Here is why they want to terminate a lucrative agreement and pretend to walk away from it: to make it more lucrative. You negotiated an agreement with them two or three years ago and got a great rate. They were happy to get that rate at the time. You weren’t as dependent on them in the beginning and had another vendor you could have chosen, but because they offered you the best rates, you went ahead and designed your product around theirs. Maybe you made long-term commitments with your customers knowing you had a secure agreement with that critical supplier. It would be hard to change now, maybe impossible—and they know it.

Now that you are selling your business, and they have a contract with a termination clause just for that event, they may want to renegotiate the price of their product for what it lists for today—not at that two- or three-year-old price they negotiated with you in the past.

Many vendor agreements include a term that requires notification if your business is being sold or going through a major management change, which makes your sale cause for terminating the agreement.

The problem is, when a supplier raises their rates, and the buyer doesn’t want to start off as the new owner by raising their prices, it cuts into the business’s profitability. Your buyer will notice this and reflect it in the EBITDA value. They will immediately recalculate to justify lowering their offer. This is a difficult problem to resolve. It helps if you renegotiate your vendor agreement before the sale and insist on dropping that termination term. They may guess what you’re up to but be willing to accept a small, guaranteed increase now instead of risking being dropped later. This will test your negotiating skills!

Remove Any Blurred Lines

Small business owners generally operate as members of their community and often make informal agreements with individuals and other businesses for mutually beneficial products or services. The barter method is generally alive and well with small businesses.

“I will provide you with computer support, and you will repair my truck.”

“I’ll provide fresh flowers for your store, and you will provide me with good cuts of meat.”

These agreements do not always include a product swap or trading of something with tangible value. Sometimes they trade shared or common service the business has with another party, such as their landlord:

“Yes, you can park your truck in the driveway at our building across the street. No one parks there at night.”

These are just a few examples of how the lines between one small business and another can become blurred. You might be a great guy. and the other party may have known you for years. and you might have done lots of mutual favors for one another. but the world as you and the other business knew it is about to change. Maybe you even agreed to hire your cousin Jake away from the other business a few years ago to keep them from having to fire him! The point is, small business owners tend to be integrated into their community—which is a good thing! —and they reach out and rely on that community often for many reasons. The problem occurs when you are selling your business is that those blurred lines may not be available to the new owner.

“Of course, we would be glad to support your computers. Our rate is $45 per hour.”

“Sure, you can park your truck in the parking lot across the street—for $200 a month.”

Without the existing relationship, the blurred lines become bright lines, and your buyer’s expenses may go up.
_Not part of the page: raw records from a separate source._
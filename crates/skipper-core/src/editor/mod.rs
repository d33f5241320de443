//! Checkpointed worktree editing
//!
//! Every worktree gets a hidden git repository under the user cache,
//! addressed by a hash of the worktree's absolute path; commits in that
//! repository are the snapshot identifiers. Unified-diff application is
//! bracketed by pre/post snapshots and rolls back on any failure, so a
//! failed apply leaves the worktree byte-identical to its prior state.
//!
//! All operations on one worktree serialize on a per-worktree async mutex;
//! concurrent subagents hitting the same worktree queue up here.

use std::path::{Path, PathBuf};
use std::process::Stdio;
use std::sync::Arc;

use dashmap::DashMap;
use tokio::io::AsyncWriteExt;
use tokio::process::Command;
use tokio::sync::Mutex;
use tracing::{info, warn};

use crate::error::CoreError;
use crate::paths;

/// Post-patch verification behavior. Syntax is strictly weaker than tests.
#[derive(Debug, Clone, Copy, PartialEq, Eq, Default)]
pub enum VerifyMode {
    #[default]
    None,
    Syntax,
    Tests,
}

impl VerifyMode {
    /// Empty input means no verification; unknown values are input errors.
    pub fn parse(s: &str) -> Result<Self, CoreError> {
        match s.trim() {
            "" | "none" => Ok(VerifyMode::None),
            "syntax" => Ok(VerifyMode::Syntax),
            "tests" => Ok(VerifyMode::Tests),
            other => Err(CoreError::Input(format!("unsupported verify mode: {}", other))),
        }
    }
}

/// Snapshot identifiers bracketing one successful apply.
#[derive(Debug, Clone)]
pub struct ApplyOutcome {
    pub pre: String,
    pub post: String,
}

pub struct EditorStore {
    root: PathBuf,
    locks: DashMap<String, Arc<Mutex<()>>>,
}

impl Default for EditorStore {
    fn default() -> Self {
        Self::new()
    }
}

impl EditorStore {
    /// Store rooted at `<user-cache>/skipper/editor`.
    pub fn new() -> Self {
        Self::with_root(paths::cache_root().join("editor"))
    }

    /// Store rooted at an explicit directory (tests).
    pub fn with_root(root: PathBuf) -> Self {
        Self {
            root,
            locks: DashMap::new(),
        }
    }

    /// Snapshot the worktree (or a single file) and return the new head id.
    /// An empty snapshot still produces a fresh identifier.
    pub async fn create_checkpoint(
        &self,
        worktree: &str,
        file_path: &str,
        message: &str,
    ) -> Result<String, CoreError> {
        let abs = resolve_worktree(worktree)?;
        let _guard = self.lock_for(&abs).lock_owned().await;
        self.checkpoint_locked(&abs, file_path, message).await
    }

    /// Apply a unified diff under pre/post snapshot brackets.
    ///
    /// On any failure (patch, verification, post snapshot) the worktree is
    /// restored to the pre snapshot before the error is returned.
    pub async fn apply_unified_diff(
        &self,
        worktree: &str,
        patch: &str,
        mode: VerifyMode,
    ) -> Result<ApplyOutcome, CoreError> {
        let abs = resolve_worktree(worktree)?;
        let _guard = self.lock_for(&abs).lock_owned().await;

        let pre = self
            .checkpoint_locked(&abs, "", "editor checkpoint: pre-apply")
            .await
            .map_err(|e| {
                CoreError::Command(format!("failed to create pre-apply checkpoint: {}", e))
            })?;

        if let Err(e) = self
            .run_git(&abs, &["apply", "--whitespace=nowarn", "-"], Some(patch))
            .await
        {
            self.rollback_locked(&abs, &pre).await.ok();
            return Err(CoreError::Command(format!(
                "failed to apply unified diff (rolled back): {}. Re-read the target files and prefer the patch_file tool for line-addressed edits.",
                e
            )));
        }

        if let Err(e) = self.verify_locked(&abs, mode).await {
            self.rollback_locked(&abs, &pre).await.ok();
            return Err(CoreError::Command(format!(
                "verification failed and changes were rolled back: {}",
                e
            )));
        }

        let post = match self
            .checkpoint_locked(&abs, "", "editor checkpoint: post-apply")
            .await
        {
            Ok(id) => id,
            Err(e) => {
                self.rollback_locked(&abs, &pre).await.ok();
                return Err(CoreError::Command(format!(
                    "failed to create post-apply checkpoint; rolled back: {}",
                    e
                )));
            }
        };

        info!(worktree = %abs.display(), pre = %pre, post = %post, "unified diff applied");
        Ok(ApplyOutcome { pre, post })
    }

    /// Restore the worktree to `steps` snapshots before the current head,
    /// deleting untracked files introduced since. Returns the new head id.
    pub async fn undo(&self, worktree: &str, steps: usize) -> Result<String, CoreError> {
        if steps < 1 {
            return Err(CoreError::input("steps must be >= 1"));
        }
        let abs = resolve_worktree(worktree)?;
        let _guard = self.lock_for(&abs).lock_owned().await;
        self.ensure_repo_locked(&abs).await?;

        let target = format!("HEAD~{}", steps);
        self.run_git(&abs, &["reset", "--hard", &target], None).await?;
        self.run_git(&abs, &["clean", "-fd"], None).await?;
        let head = self.run_git(&abs, &["rev-parse", "HEAD"], None).await?;
        Ok(head.trim().to_string())
    }

    /// The last `n` checkpoints as `<short-id> <message>` lines.
    pub async fn history(&self, worktree: &str, n: usize) -> Result<String, CoreError> {
        if n < 1 {
            return Err(CoreError::input("limit must be >= 1"));
        }
        let abs = resolve_worktree(worktree)?;
        let _guard = self.lock_for(&abs).lock_owned().await;
        self.ensure_repo_locked(&abs).await?;

        let count = format!("-{}", n);
        let out = self
            .run_git(&abs, &["log", &count, "--pretty=format:%h %s"], None)
            .await
            .unwrap_or_default();
        if out.trim().is_empty() {
            return Ok("(No editor checkpoints yet)".to_string());
        }
        Ok(out)
    }

    fn lock_for(&self, abs: &Path) -> Arc<Mutex<()>> {
        let key = paths::worktree_key(abs);
        self.locks
            .entry(key)
            .or_insert_with(|| Arc::new(Mutex::new(())))
            .clone()
    }

    fn git_dir(&self, abs: &Path) -> PathBuf {
        self.root.join(paths::worktree_key(abs)).join("git")
    }

    async fn ensure_repo_locked(&self, abs: &Path) -> Result<(), CoreError> {
        let git_dir = self.git_dir(abs);
        if !git_dir.exists() {
            tokio::fs::create_dir_all(&git_dir)
                .await
                .map_err(|e| CoreError::Command(format!("failed to create editor cache: {}", e)))?;
            self.run_git(abs, &["init", "--quiet"], None).await?;
        }
        self.run_git(abs, &["config", "user.name", "skipper-editor"], None)
            .await?;
        self.run_git(abs, &["config", "user.email", "editor@skipper.local"], None)
            .await?;
        Ok(())
    }

    async fn checkpoint_locked(
        &self,
        abs: &Path,
        file_path: &str,
        message: &str,
    ) -> Result<String, CoreError> {
        self.ensure_repo_locked(abs).await?;

        let message = if message.trim().is_empty() {
            "editor checkpoint"
        } else {
            message
        };

        if file_path.trim().is_empty() {
            self.run_git(abs, &["add", "-A"], None).await?;
        } else {
            self.run_git(abs, &["add", "--", file_path.trim()], None).await?;
        }
        self.run_git(abs, &["commit", "--allow-empty", "-m", message], None)
            .await?;
        let head = self.run_git(abs, &["rev-parse", "HEAD"], None).await?;
        Ok(head.trim().to_string())
    }

    async fn rollback_locked(&self, abs: &Path, commit: &str) -> Result<(), CoreError> {
        if let Err(e) = self.run_git(abs, &["reset", "--hard", commit], None).await {
            warn!(worktree = %abs.display(), error = %e, "rollback reset failed");
            return Err(e);
        }
        self.run_git(abs, &["clean", "-fd"], None).await?;
        Ok(())
    }

    async fn verify_locked(&self, abs: &Path, mode: VerifyMode) -> Result<(), CoreError> {
        let Some(argv) = verification_command(abs, mode)? else {
            return Ok(());
        };
        let output = Command::new(argv[0])
            .args(&argv[1..])
            .current_dir(abs)
            .stdin(Stdio::null())
            .output()
            .await
            .map_err(|e| CoreError::Command(format!("{} failed to start: {}", argv[0], e)))?;
        if output.status.success() {
            return Ok(());
        }
        let mut combined = String::from_utf8_lossy(&output.stdout).into_owned();
        let stderr = String::from_utf8_lossy(&output.stderr);
        if !stderr.trim().is_empty() {
            if !combined.trim().is_empty() {
                combined.push('\n');
            }
            combined.push_str(stderr.trim());
        }
        Err(CoreError::Command(format!(
            "{} failed:\n{}",
            argv.join(" "),
            combined.trim()
        )))
    }

    async fn run_git(
        &self,
        abs: &Path,
        args: &[&str],
        input: Option<&str>,
    ) -> Result<String, CoreError> {
        let git_dir = self.git_dir(abs);
        let mut cmd = Command::new("git");
        cmd.args(args)
            .current_dir(abs)
            .env("GIT_DIR", &git_dir)
            .env("GIT_WORK_TREE", abs)
            .stdout(Stdio::piped())
            .stderr(Stdio::piped());

        let output = if let Some(input) = input {
            cmd.stdin(Stdio::piped());
            let mut child = cmd
                .spawn()
                .map_err(|e| CoreError::Command(format!("git failed to start: {}", e)))?;
            if let Some(mut stdin) = child.stdin.take() {
                stdin
                    .write_all(input.as_bytes())
                    .await
                    .map_err(|e| CoreError::Command(format!("git stdin write failed: {}", e)))?;
            }
            child
                .wait_with_output()
                .await
                .map_err(|e| CoreError::Command(format!("git failed: {}", e)))?
        } else {
            cmd.stdin(Stdio::null())
                .output()
                .await
                .map_err(|e| CoreError::Command(format!("git failed to start: {}", e)))?
        };

        let mut combined = String::from_utf8_lossy(&output.stdout).into_owned();
        let stderr = String::from_utf8_lossy(&output.stderr);
        if !stderr.trim().is_empty() {
            if !combined.trim().is_empty() {
                combined.push('\n');
            }
            combined.push_str(stderr.trim());
        }

        if !output.status.success() {
            return Err(CoreError::Command(format!(
                "git {} failed: {}",
                args.join(" "),
                combined.trim()
            )));
        }
        Ok(combined.trim().to_string())
    }
}

/// Deterministic verification command for a worktree, or `None` for
/// [`VerifyMode::None`]. Cargo worktrees use check/test, Go worktrees
/// build/test; anything else cannot be verified.
fn verification_command(abs: &Path, mode: VerifyMode) -> Result<Option<Vec<&'static str>>, CoreError> {
    if mode == VerifyMode::None {
        return Ok(None);
    }
    let argv: Vec<&'static str> = if abs.join("Cargo.toml").exists() {
        match mode {
            VerifyMode::Syntax => vec!["cargo", "check", "-q"],
            VerifyMode::Tests => vec!["cargo", "test", "-q"],
            VerifyMode::None => unreachable!(),
        }
    } else if abs.join("go.mod").exists() {
        match mode {
            VerifyMode::Syntax => vec!["go", "build", "./..."],
            VerifyMode::Tests => vec!["go", "test", "./..."],
            VerifyMode::None => unreachable!(),
        }
    } else {
        return Err(CoreError::Command(
            "no recognized build system in worktree (expected Cargo.toml or go.mod)".into(),
        ));
    };
    Ok(Some(argv))
}

fn resolve_worktree(worktree: &str) -> Result<PathBuf, CoreError> {
    let trimmed = worktree.trim();
    if trimmed.is_empty() {
        return Err(CoreError::input("work_tree is required"));
    }
    let p = PathBuf::from(trimmed);
    let abs = if p.is_absolute() {
        p
    } else {
        std::env::current_dir()
            .map_err(|e| CoreError::Input(format!("failed to resolve worktree path: {}", e)))?
            .join(p)
    };
    std::fs::create_dir_all(&abs)
        .map_err(|e| CoreError::Input(format!("failed to ensure worktree exists: {}", e)))?;
    Ok(abs)
}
Your buyer may also see a blurred-line relationship where you are providing the service and no longer agree to provide it.

“No, we have our own mechanic.”

“You will have to start paying for computer support.”

Make sure you identify any blurred relationships you may have, give your friends notice as soon as possible, and either end the relationships or formalize them before you speak with a buyer. Your goal is to turn all blurred lines into formalized, bright-line relationships; if they are significant and could become a negotiated adjustment to your EBITDA calculation, try to end them. You want to remove any blurred lines and make all interfaces with your business bright-line, formal relationships.